The simple introduction of three broadcast networks on television swept that aside, and that was for content that ended around midnight.
People blame governments and institutions for the decline of community and social interactions. I think it is more likely that it became simpler to listen to scripted strangers than listening to each other.
I catch myself doing the same thing.
Living alone means not knowing whether calling someone is interrupting them. People living in the same house announce their activities simply by living. Bumps in the hallway, dishes clattering in a sink, water running in a shower, a puppy running back and forth trying to visit everyone at once are all unscripted, and can be more readily engaged.

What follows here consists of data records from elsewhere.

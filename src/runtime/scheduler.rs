//! Batch scheduler: drives a run's batches sequentially and fires each
//! batch's modules concurrently.
//!
//! Firing a module: gather its inputs from the data table, convert and
//! type-check them, invoke the body under the execution wrappers, then
//! write the outputs back and record the status. A failed module never
//! cancels its batch; downstream cells simply stay empty and the modules
//! behind them stay `Unfired`.
//!
//! Inline-derived data nodes are evaluated eagerly after every write, so a
//! chain of transforms collapses inside the batch where its roots resolve.

use super::breaker::BreakerRegistry;
use super::cancel::RunCancellation;
use super::state::RunState;
use super::wrappers::{call_with_options, CallOutcome, ModuleCallOptions};
use super::RuntimeError;
use crate::graph::{Batch, DagSpec, DataId, ModuleId};
use crate::module::{check_output_types, Module, ModuleInputs, ModuleOutput, ModuleStatus};
use crate::transform;
use crate::value::{CValue, RawValue};
use futures_util::future::BoxFuture;
use serde_json::json;
use std::collections::{BTreeMap, HashMap};
use std::sync::Arc;
use tokio::sync::Semaphore;
use tokio::task::JoinSet;
use tracing::{debug, warn};

/// Module implementations keyed by module node id
pub type ModuleBindings = HashMap<ModuleId, Arc<dyn Module>>;

/// Everything a batch needs to fire
pub struct SchedulerContext {
    pub dag: Arc<DagSpec>,
    pub state: Arc<RunState>,
    pub bindings: ModuleBindings,
    pub module_options: HashMap<ModuleId, ModuleCallOptions>,
    pub default_options: ModuleCallOptions,
    pub semaphore: Arc<Semaphore>,
    pub breakers: Arc<BreakerRegistry>,
    pub cancellation: RunCancellation,
}

impl SchedulerContext {
    /// The options in force for `module`: its own entry, else the
    /// run-level defaults, with the graph's per-module timeout as a last
    /// resort
    pub fn effective_options(&self, module: ModuleId) -> ModuleCallOptions {
        let mut options = self
            .module_options
            .get(&module)
            .cloned()
            .unwrap_or_else(|| self.default_options.clone());
        if options.timeout.is_none() {
            if let Some(spec) = self.dag.modules.get(&module) {
                options.timeout = spec.config.module_timeout;
            }
        }
        options
    }
}

/// Evaluate every derived data node whose inputs are resolved, cascading
/// until a fixpoint. Returns how many nodes were computed.
pub fn evaluate_derived(dag: &DagSpec, state: &RunState) -> Result<usize, RuntimeError> {
    let mut computed = 0;
    loop {
        let mut progressed = false;
        for (id, node) in &dag.data {
            let Some(transform) = &node.transform else {
                continue;
            };
            if state.is_resolved(*id) {
                continue;
            }
            let mut inputs = HashMap::with_capacity(node.transform_inputs.len());
            let mut ready = true;
            for (param, input_id) in &node.transform_inputs {
                match state.value(*input_id) {
                    Some(value) => {
                        inputs.insert(param.clone(), RawValue::from_cvalue(&value));
                    }
                    None => {
                        ready = false;
                        break;
                    }
                }
            }
            if !ready {
                continue;
            }

            let raw = transform::evaluate(transform, &inputs)?;
            let value = raw.into_cvalue(&node.ctype)?;
            state.set_value(*id, value).map_err(|_| {
                RuntimeError::Internal(format!(
                    "derived node '{}' written twice",
                    node.name
                ))
            })?;
            debug!(node = %node.name, transform = transform.transform_type(), "derived_node_evaluated");
            computed += 1;
            progressed = true;
        }
        if !progressed {
            return Ok(computed);
        }
    }
}

/// What one module firing produced, computed inside the child task
struct FireResult {
    status: ModuleStatus,
    outputs: BTreeMap<String, CValue>,
}

fn bind_fallback_outputs(
    spec: &crate::graph::ModuleNodeSpec,
    value: &CValue,
) -> Result<BTreeMap<String, CValue>, String> {
    if let [(param, expected)] =
        spec.produces.iter().collect::<Vec<_>>().as_slice()
    {
        let actual = value.ctype();
        if actual != **expected {
            return Err(format!(
                "fallback value type {actual} does not match produced type {expected}"
            ));
        }
        let mut outputs = BTreeMap::new();
        outputs.insert((*param).clone(), value.clone());
        return Ok(outputs);
    }

    // Multi-output modules take a product fallback spread over the
    // produced parameters
    if let CValue::Product { fields, .. } = value {
        let mut outputs = BTreeMap::new();
        for (param, expected) in &spec.produces {
            let Some(field) = fields.get(param) else {
                return Err(format!("fallback product missing field '{param}'"));
            };
            let actual = field.ctype();
            if actual != *expected {
                return Err(format!(
                    "fallback field '{param}' type {actual} does not match produced type {expected}"
                ));
            }
            outputs.insert(param.clone(), field.clone());
        }
        return Ok(outputs);
    }
    Err("fallback value does not fit the produces schema".to_string())
}

async fn fire_module(
    dag: Arc<DagSpec>,
    state: Arc<RunState>,
    module_id: ModuleId,
    module_impl: Arc<dyn Module>,
    options: ModuleCallOptions,
    semaphore: Arc<Semaphore>,
    breakers: Arc<BreakerRegistry>,
) -> FireResult {
    let Ok(_permit) = semaphore.acquire_owned().await else {
        return FireResult {
            status: ModuleStatus::Failed {
                error: "scheduler semaphore closed".to_string(),
            },
            outputs: BTreeMap::new(),
        };
    };

    let spec = match dag.modules.get(&module_id) {
        Some(spec) => spec.clone(),
        None => {
            return FireResult {
                status: ModuleStatus::Failed {
                    error: format!("internal invariant: module {module_id} not in graph"),
                },
                outputs: BTreeMap::new(),
            }
        }
    };

    // Gather: batching guarantees upstream cells are filled by now; an
    // empty cell here is an internal invariant violation.
    let consumed: Vec<DataId> = dag
        .in_edges
        .iter()
        .filter(|(_, m)| *m == module_id)
        .map(|(d, _)| *d)
        .collect();
    let mut inputs = BTreeMap::new();
    for data_id in consumed {
        let Some(param) = dag.param_name(data_id, module_id) else {
            return FireResult {
                status: ModuleStatus::Failed {
                    error: format!("internal invariant: data {data_id} not in graph"),
                },
                outputs: BTreeMap::new(),
            };
        };
        let Some(value) = state.value(data_id) else {
            return FireResult {
                status: ModuleStatus::Failed {
                    error: format!(
                        "internal invariant: input '{param}' not resolved at fire time"
                    ),
                },
                outputs: BTreeMap::new(),
            };
        };
        // Convert/check against the declared consumed type
        if let Some(expected) = spec.consumes.get(&param) {
            let actual = value.ctype();
            if actual != *expected {
                return FireResult {
                    status: ModuleStatus::Failed {
                        error: format!(
                            "input '{param}' type mismatch: expected {expected}, found {actual}"
                        ),
                    },
                    outputs: BTreeMap::new(),
                };
            }
        }
        inputs.insert(param, value);
    }

    let breaker = options
        .circuit_breaker
        .as_ref()
        .map(|config| breakers.for_module(&spec.metadata.name, config));

    let call_inputs = ModuleInputs::new(inputs);
    let body = {
        let module_impl = Arc::clone(&module_impl);
        move || -> BoxFuture<'static, crate::module::ModuleResult<ModuleOutput>> {
            let module_impl = Arc::clone(&module_impl);
            let call_inputs = call_inputs.clone();
            Box::pin(async move { module_impl.call(call_inputs).await })
        }
    };

    let outcome = call_with_options(&body, &options, breaker.as_deref()).await;
    match outcome {
        CallOutcome::Success {
            output,
            latency,
            attempts,
        } => {
            if let Err(violation) = check_output_types(&spec, &output) {
                warn!(module = %spec.metadata.name, error = %violation, "module_output_contract_violation");
                return FireResult {
                    status: ModuleStatus::Failed {
                        error: violation.to_string(),
                    },
                    outputs: BTreeMap::new(),
                };
            }
            debug!(module = %spec.metadata.name, ?latency, attempts, "module_fired");
            FireResult {
                status: ModuleStatus::Fired {
                    latency,
                    context: output.context.clone(),
                },
                outputs: output.values,
            }
        }
        CallOutcome::Fallback {
            value,
            error,
            latency,
            attempts,
        } => match bind_fallback_outputs(&spec, &value) {
            Ok(outputs) => {
                debug!(module = %spec.metadata.name, attempts, "module_fell_back");
                let mut context = BTreeMap::new();
                context.insert("fallback".to_string(), json!(true));
                context.insert("error".to_string(), json!(error));
                FireResult {
                    status: ModuleStatus::Fired {
                        latency,
                        context: Some(context),
                    },
                    outputs,
                }
            }
            Err(mismatch) => FireResult {
                status: ModuleStatus::Failed { error: mismatch },
                outputs: BTreeMap::new(),
            },
        },
        CallOutcome::Failure { error, latency } => {
            warn!(module = %spec.metadata.name, error = %error, "module_failed");
            let status = if error.is_timeout() {
                ModuleStatus::Timed { latency }
            } else {
                ModuleStatus::Failed {
                    error: match &error {
                        super::wrappers::WrapperError::RetryExhausted(info) => {
                            info.detailed_message()
                        }
                        other => other.to_string(),
                    },
                }
            };
            FireResult {
                status,
                outputs: BTreeMap::new(),
            }
        }
    }
}

fn apply_fire_result(
    ctx: &SchedulerContext,
    module_id: ModuleId,
    result: FireResult,
) -> Result<(), RuntimeError> {
    for (param, value) in result.outputs {
        let Some(data_id) = ctx.dag.output_data_for(module_id, &param) else {
            // Produced parameter with no wired data node: dropped
            continue;
        };
        // A manually resolved cell keeps its value; the single-writer
        // rule otherwise makes this write the first
        if ctx.state.set_value(data_id, value).is_err() {
            debug!(module = %module_id, param = %param, "output_cell_already_resolved");
        }
    }
    ctx.state.set_status(module_id, result.status);
    evaluate_derived(&ctx.dag, &ctx.state)?;
    Ok(())
}

/// Fire one batch: spawn a child task per runnable module (priority order,
/// bounded by the semaphore) and fold their results back into the state as
/// they land.
pub async fn fire_batch(ctx: &SchedulerContext, batch: &Batch) -> Result<(), RuntimeError> {
    let mut modules = batch.modules.clone();
    modules.sort_by_key(|id| (std::cmp::Reverse(ctx.effective_options(*id).priority), *id));

    let mut join_set: JoinSet<(ModuleId, FireResult)> = JoinSet::new();
    for module_id in modules {
        if ctx.cancellation.is_cancelled() {
            break;
        }
        // Pre-seeded from a resumed execution: do not re-fire
        if ctx.state.status(module_id).is_fired() {
            continue;
        }
        // Every output already resolved (manual resolution): bypassed
        let outputs: Vec<DataId> = ctx
            .dag
            .out_edges
            .iter()
            .filter(|(m, _)| *m == module_id)
            .map(|(_, d)| *d)
            .collect();
        if !outputs.is_empty() && outputs.iter().all(|d| ctx.state.is_resolved(*d)) {
            debug!(module = %module_id, "module_bypassed_outputs_resolved");
            continue;
        }
        // Blocked by a missing input or an upstream failure: stays Unfired
        let blocked = ctx
            .dag
            .in_edges
            .iter()
            .filter(|(_, m)| *m == module_id)
            .any(|(d, _)| !ctx.state.is_resolved(*d));
        if blocked {
            debug!(module = %module_id, "module_blocked");
            continue;
        }

        let Some(module_impl) = ctx.bindings.get(&module_id) else {
            let name = ctx
                .dag
                .modules
                .get(&module_id)
                .map_or_else(|| module_id.to_string(), |spec| spec.metadata.name.clone());
            return Err(RuntimeError::ModuleNotBound(name));
        };

        let task = fire_module(
            Arc::clone(&ctx.dag),
            Arc::clone(&ctx.state),
            module_id,
            Arc::clone(module_impl),
            ctx.effective_options(module_id),
            Arc::clone(&ctx.semaphore),
            Arc::clone(&ctx.breakers),
        );
        join_set.spawn(async move { (module_id, task.await) });
    }

    while let Some(joined) = join_set.join_next().await {
        if ctx.cancellation.is_cancelled() {
            join_set.abort_all();
            return Err(RuntimeError::Cancelled);
        }
        match joined {
            Ok((module_id, result)) => apply_fire_result(ctx, module_id, result)?,
            Err(join_error) => {
                // Wrappers catch body panics; a join error means the task
                // itself died
                return Err(RuntimeError::Internal(format!(
                    "module task aborted: {join_error}"
                )));
            }
        }
    }
    Ok(())
}

/// Drive batches `from..` sequentially, honoring cancellation between
/// batches.
pub async fn drive(
    ctx: &SchedulerContext,
    batches: &[Batch],
    from: usize,
) -> Result<(), RuntimeError> {
    for batch in batches.iter().skip(from) {
        if ctx.cancellation.is_cancelled() {
            return Err(RuntimeError::Cancelled);
        }
        fire_batch(ctx, batch).await?;
    }
    Ok(())
}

People move about the planet, so time zones get in the way. Schedules aren’t coordinated because businesses, schools, and events happen at times convenient to them. Robo-calls train people to not pick up the phone at all, or at least wait to see if the caller has hung up or has started to leave a message. CallerID makes it easier to check for real people, but that’s been spoofed, too.
Calling a friend can be a scheduling task trying to squeeze between both people’s dinners and bedtimes.
Visiting a friend has become uncommon enough that, instead of dropping by and knocking on a door people will text before calling to arrange a visit before knocking on the door. So much for spontaneity.
For the last year I’ve found myself less limited by what’s being presented. The available content on the internet is effectively infinite compared to my lifespan, but the real limit is how long it takes to find something that I want to watch. Social media could fill the gap, but social media is being filled with repeated headlines and outrageous claims instead of truly social things happening to people inside my social circles. Me, I’m writing a couple of books, producing a photo series, and finding myself better entertained.
Last September I finished the first draft of my first science fiction novel. The inspiration came suddenly, about a decade ago. Developing the story in my head took over seven years. The first draft took over a year and a half. (Science Fiction Novel 1 – First Draft) Partly because of Covid, I was able to devote more time to it, so the second draft took seven months. I’m halfway through the third draft in less than two months. Each draft takes less time. It looks like I have several more drafts to do.
And I am enjoying it. That’s one of the best reasons to keep doing it.
I look forward to working on the book. Keep in mind that I rarely edit blog posts, partly because I don’t enjoy it, partly because the important part is that the message usually doesn’t get lost because of typos, and partly because much of what I write about is topical and delays can make the writing moot. I look forward to visiting my characters, and letting them help me tell their story. I enjoy using my mind to create instead of consume.
Whether anyone will ever read, or buy, or be inspired or entertained is almost, almost, secondary. Caring about the story and the readers gives me reasons to care about what I have to say and how I say it.
By the way, for those who are curious about why there are so many drafts, here’s an analogy. Imagine making a chair. (Furniture builders note that I am terrible at woodworking, but this is just to give folks an idea.) Draft 0 = deciding to make a chair. Draft 1 = cutting a bunch of lumber into about the right sizes and shapes. Draft 2 = getting closer to the right shapes enough to be able to tie or tape the pieces into something that looks like a chair. Draft 3 = making enough progress to maybe be able to sit on it while it wobbles. Draft 4 = all the right pieces and shapes, but in desperate need of sanding. Draft 5 = more sanding, polishing, maybe even adding fasteners. Draft 6 = painting, staining, and maybe even finishing it.
For this first novel, I can tell the story, now; but the characters don’t have names, the settings need better descriptions, and there’s a lot of literary sanding to get rid of phrases that would cause splinters for readers.
And then there’s the first draft of the light-hearted book about tea, and the ongoing series of twelve month photo essays of Whidbey Island, and blogs, and, and…
And it has been a long time since I’ve been bored after sunset.
We’re spending more time at home, with fewer opportunities to be with people, in an economy that means tight times for too many. One of the benefits of studying history is learning from it, and sometimes the lesson is simple, creative, and frugal.
A note about writing: As I write this I know I will have #WritersRemorse after I hit ‘Publish’. Don’t be surprised if it happens to you, too. And don’t let it stop you. Write. And then write some more.